Quite often in life, the answers to some of the biggest questions we have, are staring us right in the face and incredibly simple. Health care can never be fixed unless we radically simplify everything and strip away the unnecessary complexities in our fragmented system. The divergence of the above lines, however, actually represents so much more than just an obnoxious visual. It actually symbolizes what happens when any organization, system, or even country, becomes top-heavy and loses sight of what is happening at the front lines. And in the end, it eventually collapses under its own weight.
When this happens in America, we cannot predict, but consider this: The amount we spend on health care would be the 4th largest economy in the world if it stood alone (at $3.5 trillion, only China and Japan have a higher total GDP). With an aging population, increasing chronic comorbidities, and expensive new treatments, if costs are not reigned in, health care expenditure could account for a third of the entire GDP in about 25 years. A figure that will quite simply destroy the American economy.
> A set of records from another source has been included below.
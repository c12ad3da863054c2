//! txedit - transactional multi-file edits for a source tree.
//!
//! Loads an edit plan (a JSON array of edits), then either previews it
//! (read-only) or applies it as one transaction: every edit succeeds and the
//! verifier passes, or the tree is restored to its prior state.

use std::path::{Path, PathBuf};
use std::time::Duration;

use anyhow::{Context, Result};
use clap::{Parser, Subcommand};
use tracing_subscriber::EnvFilter;

use txedit_engine::{EngineConfig, FileEdit, TransactionManager, VerifyConfig};

#[derive(Debug, Parser)]
#[command(name = "txedit", version, about = "Transactional multi-file edits for a source tree")]
struct Cli {
    /// Project root (defaults to the current directory).
    #[arg(long, global = true)]
    root: Option<PathBuf>,

    /// Emit machine-readable JSON instead of a summary.
    #[arg(long, global = true)]
    json: bool,

    #[command(subcommand)]
    command: Commands,
}

#[derive(Debug, Subcommand)]
enum Commands {
    /// Show what a plan would change, without touching the tree.
    Preview {
        /// Path to the edit plan (JSON array of edits).
        plan: PathBuf,
    },
    /// Apply a plan as a single transaction.
    Apply {
        /// Path to the edit plan (JSON array of edits).
        plan: PathBuf,

        /// Verification command, whitespace-separated (e.g. "npx tsc --noEmit").
        #[arg(long)]
        verify_cmd: Option<String>,

        /// Skip the verification gate entirely.
        #[arg(long)]
        no_verify: bool,

        /// Verification timeout in seconds.
        #[arg(long, default_value_t = 120)]
        timeout: u64,
    },
}

#[tokio::main]
async fn main() -> Result<()> {
    tracing_subscriber::fmt()
        .with_env_filter(
            EnvFilter::try_from_default_env().unwrap_or_else(|_| EnvFilter::new("warn")),
        )
        .with_writer(std::io::stderr)
        .init();

    let cli = Cli::parse();
    let root = match cli.root {
        Some(root) => root,
        None => std::env::current_dir().context("failed to resolve current directory")?,
    };

    match cli.command {
        Commands::Preview { plan } => preview(&root, &plan, cli.json).await,
        Commands::Apply {
            plan,
            verify_cmd,
            no_verify,
            timeout,
        } => {
            let verify = build_verify_config(verify_cmd.as_deref(), no_verify, timeout);
            apply(&root, &plan, verify, cli.json).await
        }
    }
}

/// Reads and parses an edit plan file.
fn load_plan(path: &Path) -> Result<Vec<FileEdit>> {
    let raw = std::fs::read_to_string(path)
        .with_context(|| format!("failed to read plan {}", path.display()))?;
    let edits: Vec<FileEdit> = serde_json::from_str(&raw)
        .with_context(|| format!("failed to parse plan {}", path.display()))?;
    anyhow::ensure!(!edits.is_empty(), "plan {} contains no edits", path.display());
    Ok(edits)
}

/// Translates the verification flags into a gate configuration.
fn build_verify_config(verify_cmd: Option<&str>, no_verify: bool, timeout_secs: u64) -> VerifyConfig {
    if no_verify {
        return VerifyConfig::disabled();
    }
    let mut config = VerifyConfig::default().with_timeout(Duration::from_secs(timeout_secs));
    if let Some(cmd) = verify_cmd {
        let command: Vec<String> = cmd.split_whitespace().map(str::to_string).collect();
        // An explicit command overrides marker-file detection.
        config = config.with_command(command).with_marker_files(Vec::new());
    }
    config
}

async fn preview(root: &Path, plan: &Path, json: bool) -> Result<()> {
    let edits = load_plan(plan)?;
    let manager = TransactionManager::new(EngineConfig::new(root));
    let report = manager.preview_transaction(&edits).await?;

    if json {
        println!("{}", serde_json::to_string_pretty(&report)?);
        return Ok(());
    }

    print_path_section("Would create", report.files_to_create.iter());
    print_path_section("Would modify", report.files_to_modify.iter());
    print_path_section("Would delete", report.files_to_delete.iter());
    if !report.import_updates.is_empty() {
        println!("Import updates:");
        for update in &report.import_updates {
            println!(
                "  {}: {} -> {}",
                update.file.display(),
                update.old_specifier,
                update.new_specifier
            );
        }
    }
    Ok(())
}

async fn apply(root: &Path, plan: &Path, verify: VerifyConfig, json: bool) -> Result<()> {
    let edits = load_plan(plan)?;
    let mut manager = TransactionManager::new(EngineConfig::new(root).with_verify(verify));
    manager.begin_transaction(edits)?;
    let result = manager.commit_transaction().await?;

    if json {
        println!("{}", serde_json::to_string_pretty(&result)?);
    } else if result.success {
        println!("Transaction complete: {} file(s) modified", result.files_modified.len());
        for path in &result.files_modified {
            println!("  {}", path.display());
        }
    } else {
        if result.rollback_performed {
            eprintln!("Transaction failed, all changes rolled back:");
        } else {
            eprintln!("Transaction failed AND rollback failed; inspect the tree manually:");
        }
        for error in &result.errors {
            eprintln!("  {error}");
        }
    }

    if !result.success {
        std::process::exit(1);
    }
    Ok(())
}

fn print_path_section<'a>(label: &str, paths: impl ExactSizeIterator<Item = &'a PathBuf>) {
    if paths.len() == 0 {
        return;
    }
    println!("{label}:");
    for path in paths {
        println!("  {}", path.display());
    }
}

#[cfg(test)]
mod tests {
    use super::*;
    use std::fs;
    use tempfile::TempDir;
    use txedit_engine::EditOp;

    #[test]
    fn plan_parses_operations() {
        let temp = TempDir::new().unwrap();
        let plan = temp.path().join("plan.json");
        fs::write(
            &plan,
            r#"[
                {"path": "a.ts", "op": "create", "content": "export const a = 1;\n"},
                {"path": "old/name.ts", "op": "rename", "new_path": "new/name.ts"},
                {"path": "b.ts", "op": "delete"}
            ]"#,
        )
        .unwrap();

        let edits = load_plan(&plan).unwrap();
        assert_eq!(edits.len(), 3);
        assert_eq!(edits[0].op, EditOp::Create);
        assert_eq!(edits[1].op, EditOp::Rename);
        assert_eq!(edits[1].new_path.as_deref(), Some(Path::new("new/name.ts")));
        assert_eq!(edits[2].op, EditOp::Delete);
    }

    #[test]
    fn empty_plan_is_rejected() {
        let temp = TempDir::new().unwrap();
        let plan = temp.path().join("plan.json");
        fs::write(&plan, "[]").unwrap();
        assert!(load_plan(&plan).is_err());
    }

    #[test]
    fn malformed_plan_is_rejected() {
        let temp = TempDir::new().unwrap();
        let plan = temp.path().join("plan.json");
        fs::write(&plan, r#"[{"path": "a.ts", "op": "sideways"}]"#).unwrap();
        assert!(load_plan(&plan).is_err());
    }

    #[test]
    fn verify_flags_translate() {
        let disabled = build_verify_config(Some("npx tsc --noEmit"), true, 30);
        assert!(disabled.command.is_empty());

        let custom = build_verify_config(Some("cargo check --quiet"), false, 30);
        assert_eq!(custom.command, vec!["cargo", "check", "--quiet"]);
        assert!(custom.marker_files.is_empty());
        assert_eq!(custom.timeout, Duration::from_secs(30));

        let default = build_verify_config(None, false, 120);
        assert_eq!(default.command[0], "npx");
        assert!(!default.marker_files.is_empty());
    }
}
impl TransactionManager {
    pub fn new(config: EngineConfig) -> Self {
        Self {
            config,
            active: None,
            history: Vec::new(),
            observers: Vec::new(),
        }
    }

    pub fn config(&self) -> &EngineConfig {
        &self.config
    }

    /// Registers a lifecycle observer.
    pub fn add_observer(&mut self, observer: Box<dyn TransactionObserver>) {
        self.observers.push(observer);
    }

    /// Whether a transaction is pending or executing.
    pub fn has_active_transaction(&self) -> bool {
        self.active.is_some()
    }

    /// Terminal transactions, oldest first. Unbounded for this scope.
    pub fn history(&self) -> &[Transaction] {
        &self.history
    }

    /// Starts a transaction over the given edits.
    ///
    /// Rejects nesting outright: a second `begin` while one transaction is
    /// pending or executing fails with [`EngineError::TransactionActive`] and
    /// leaves the existing transaction untouched. Every edit is validated up
    /// front; the edit list is stored verbatim (the engine never reorders,
    /// callers order logically dependent edits themselves).
    pub fn begin_transaction(&mut self, edits: Vec<FileEdit>) -> EngineResult<TransactionId> {
        if self.active.is_some() {
            return Err(EngineError::TransactionActive);
        }
        for edit in &edits {
            edit.validate()?;
        }

        let txn = Transaction::new(edits);
        let id = txn.id;
        tracing::info!("Transaction {} begun with {} edit(s)", id, txn.edits.len());
        self.active = Some(txn);
        Ok(id)
    }

    /// Explicit caller-triggered abort of a not-yet-committed transaction.
    ///
    /// Nothing has been mutated, so there is no filesystem work: the
    /// transaction is marked rolled back and archived.
    pub fn rollback_transaction(&mut self) -> EngineResult<()> {
        let mut txn = self.active.take().ok_or(EngineError::NoActiveTransaction)?;
        txn.status = TransactionStatus::RolledBack;
        tracing::info!("Transaction {} aborted before commit", txn.id);
        self.history.push(txn);
        Ok(())
    }

    /// Commits the active transaction.
    ///
    /// The sequence is fixed: snapshot every path that could be affected,
    /// compute import updates for renames, apply edits in caller order, apply
    /// import updates, run the verification gate. Verification failure (and
    /// any unexpected failure along the way) triggers rollback; both paths
    /// converge on the same restore routine. The transaction always ends in
    /// history with the active slot cleared, so a new `begin` is legal
    /// immediately afterward.
    ///
    /// Errors only when no transaction is active; every commit failure is
    /// folded into the returned [`TransactionResult`].
    pub async fn commit_transaction(&mut self) -> EngineResult<TransactionResult> {
        let mut txn = self.active.take().ok_or(EngineError::NoActiveTransaction)?;
        txn.status = TransactionStatus::Executing;
        tracing::info!("Committing transaction {}", txn.id);

        for observer in &self.observers {
            observer.on_start(&txn);
        }

        let result = match self.run_commit(&mut txn).await {
            Ok(files_modified) => {
                txn.status = TransactionStatus::Completed;
                tracing::info!(
                    "Transaction {} completed, {} file(s) modified",
                    txn.id,
                    files_modified.len()
                );
                TransactionResult {
                    success: true,
                    files_modified,
                    errors: Vec::new(),
                    import_updates: txn.import_updates.clone(),
                    rollback_performed: false,
                }
            }
            Err(err) => self.roll_back(&mut txn, err).await,
        };

        for observer in &self.observers {
            observer.on_complete(&txn, &result);
        }
        self.history.push(txn);
        Ok(result)
    }

    /// Pure, read-only dry run: reference scanning but no mutation, no
    /// backups, no verification.
    pub async fn preview_transaction(&self, edits: &[FileEdit]) -> EngineResult<PreviewReport> {
        for edit in edits {
            edit.validate()?;
        }

        let mut report = PreviewReport::default();
        for edit in edits {
            let path = apply::resolve(&self.config.root, &edit.path);
            match edit.op {
                EditOp::Create => {
                    report.files_to_create.insert(path);
                }
                EditOp::Modify => {
                    report.files_to_modify.insert(path);
                }
                EditOp::Delete => {
                    report.files_to_delete.insert(path);
                }
                EditOp::Rename => {
                    let new_path = apply::resolve(
                        &self.config.root,
                        edit.new_path.as_deref().unwrap_or(&edit.path),
                    );
                    report.files_to_delete.insert(path);
                    report.files_to_create.insert(new_path);
                }
            }
        }

        let scanner = ReferenceScanner::new(self.config.scan.clone());
        report.import_updates = scanner
            .compute_import_updates(&self.rename_pairs(edits))
            .await?;
        for update in &report.import_updates {
            report.files_to_modify.insert(update.file.clone());
        }

        Ok(report)
    }

    /// Steps 1–5 of the commit sequence. Any error unwinds to the rollback
    /// path in `commit_transaction`.
    async fn run_commit(&self, txn: &mut Transaction) -> EngineResult<BTreeSet<PathBuf>> {
        let scanner = ReferenceScanner::new(self.config.scan.clone());
        let rename_pairs = self.rename_pairs(&txn.edits);

        // Paths whose importers must be snapshotted: renamed and deleted
        // sources.
        let mut removal_candidates: Vec<PathBuf> = rename_pairs
            .iter()
            .map(|(old, _)| old.clone())
            .collect();
        for edit in &txn.edits {
            if edit.op == EditOp::Delete {
                removal_candidates.push(apply::resolve(&self.config.root, &edit.path));
            }
        }

        let referencing = scanner.find_referencing_files(&removal_candidates).await?;

        // Snapshot everything that could be affected, before any mutation.
        let mut snapshot_paths: Vec<PathBuf> = Vec::new();
        for edit in &txn.edits {
            snapshot_paths.push(apply::resolve(&self.config.root, &edit.path));
            if let Some(new_path) = &edit.new_path {
                snapshot_paths.push(apply::resolve(&self.config.root, new_path));
            }
        }
        snapshot_paths.extend(referencing.iter().cloned());
        txn.backups.snapshot(&snapshot_paths).await?;

        txn.import_updates = scanner.compute_import_updates(&rename_pairs).await?;

        // Apply edits in caller order.
        let mut files_modified = BTreeSet::new();
        for edit in &txn.edits {
            apply::apply_edit(&self.config.root, edit).await?;
            let touched = match edit.op {
                EditOp::Rename => apply::resolve(
                    &self.config.root,
                    edit.new_path.as_deref().unwrap_or(&edit.path),
                ),
                _ => apply::resolve(&self.config.root, &edit.path),
            };
            files_modified.insert(touched);
        }

        // Apply import updates.
        for update in &txn.import_updates {
            let content = tokio::fs::read_to_string(&update.file).await.map_err(|source| {
                EngineError::Read {
                    path: update.file.clone(),
                    source,
                }
            })?;
            let (rewritten, replaced) = apply_import_update(&content, update)?;
            if replaced > 0 {
                tokio::fs::write(&update.file, rewritten)
                    .await
                    .map_err(|source| EngineError::Write {
                        path: update.file.clone(),
                        source,
                    })?;
                files_modified.insert(update.file.clone());
            }
        }

        let gate = VerificationGate::new(self.config.verify.clone());
        gate.run(&self.config.root).await?;

        Ok(files_modified)
    }

    /// The converged rollback routine for both the controlled
    /// verification-failure path and the unexpected-exception path.
    async fn roll_back(&self, txn: &mut Transaction, err: EngineError) -> TransactionResult {
        if err.is_verification_failure() {
            tracing::warn!("Transaction {} failed verification, rolling back", txn.id);
        } else {
            tracing::warn!("Transaction {} failed mid-commit, rolling back: {err}", txn.id);
        }

        let mut errors = match &err {
            EngineError::VerificationFailed { diagnostics } => diagnostics.clone(),
            other => vec![other.to_string()],
        };

        match txn.backups.restore_all().await {
            Ok(()) => {
                txn.status = TransactionStatus::RolledBack;
                tracing::info!(
                    "Transaction {} rolled back ({} backup(s) restored)",
                    txn.id,
                    txn.backups.len()
                );
                TransactionResult {
                    success: false,
                    files_modified: BTreeSet::new(),
                    errors,
                    import_updates: txn.import_updates.clone(),
                    rollback_performed: true,
                }
            }
            Err(rollback_err) => {
                txn.status = TransactionStatus::Failed;
                tracing::error!(
                    "Rollback of transaction {} failed, tree may be partially mutated: {rollback_err}",
                    txn.id
                );
                errors.push(rollback_err.to_string());
                TransactionResult {
                    success: false,
                    files_modified: BTreeSet::new(),
                    errors,
                    import_updates: txn.import_updates.clone(),
                    rollback_performed: false,
                }
            }
        }
    }

    fn rename_pairs(&self, edits: &[FileEdit]) -> Vec<(PathBuf, PathBuf)> {
        edits
            .iter()
            .filter(|e| e.op == EditOp::Rename)
            .filter_map(|e| {
                e.new_path.as_ref().map(|new_path| {
                    (
                        apply::resolve(&self.config.root, &e.path),
                        apply::resolve(&self.config.root, new_path),
                    )
                })
            })
            .collect()
    }
}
It would be one thing if all the administration and bureaucracy was actually resulting in an improved and more efficient health care system. But look around you folks. Acute physician shortages now plague every state. Millions of people find it impossible to find a primary care doctor. Certain specialties are now booking out appointments months in advance. ERs and hospitals are overflowing. And in the end, patients are still facing soaring out of pocket expenses.
The last 20 years have witnessed the consolidation and corporatization of the entire U.S. health care system. Sold initially as a way to reign in costs, I am yet to see any evidence that it’s done anything other than dramatically increase costs (please feel free to forward me any financial analysis if I’m wrong). And why should that be a surprise to anyone?
I’ll leave you to stare once again at the above graph for a minute or two, and take in a comment that a distinguished physician colleague of mine recently made: “It’s like the physicians have been given weed killer and the administrators have been given Miracle-Gro.”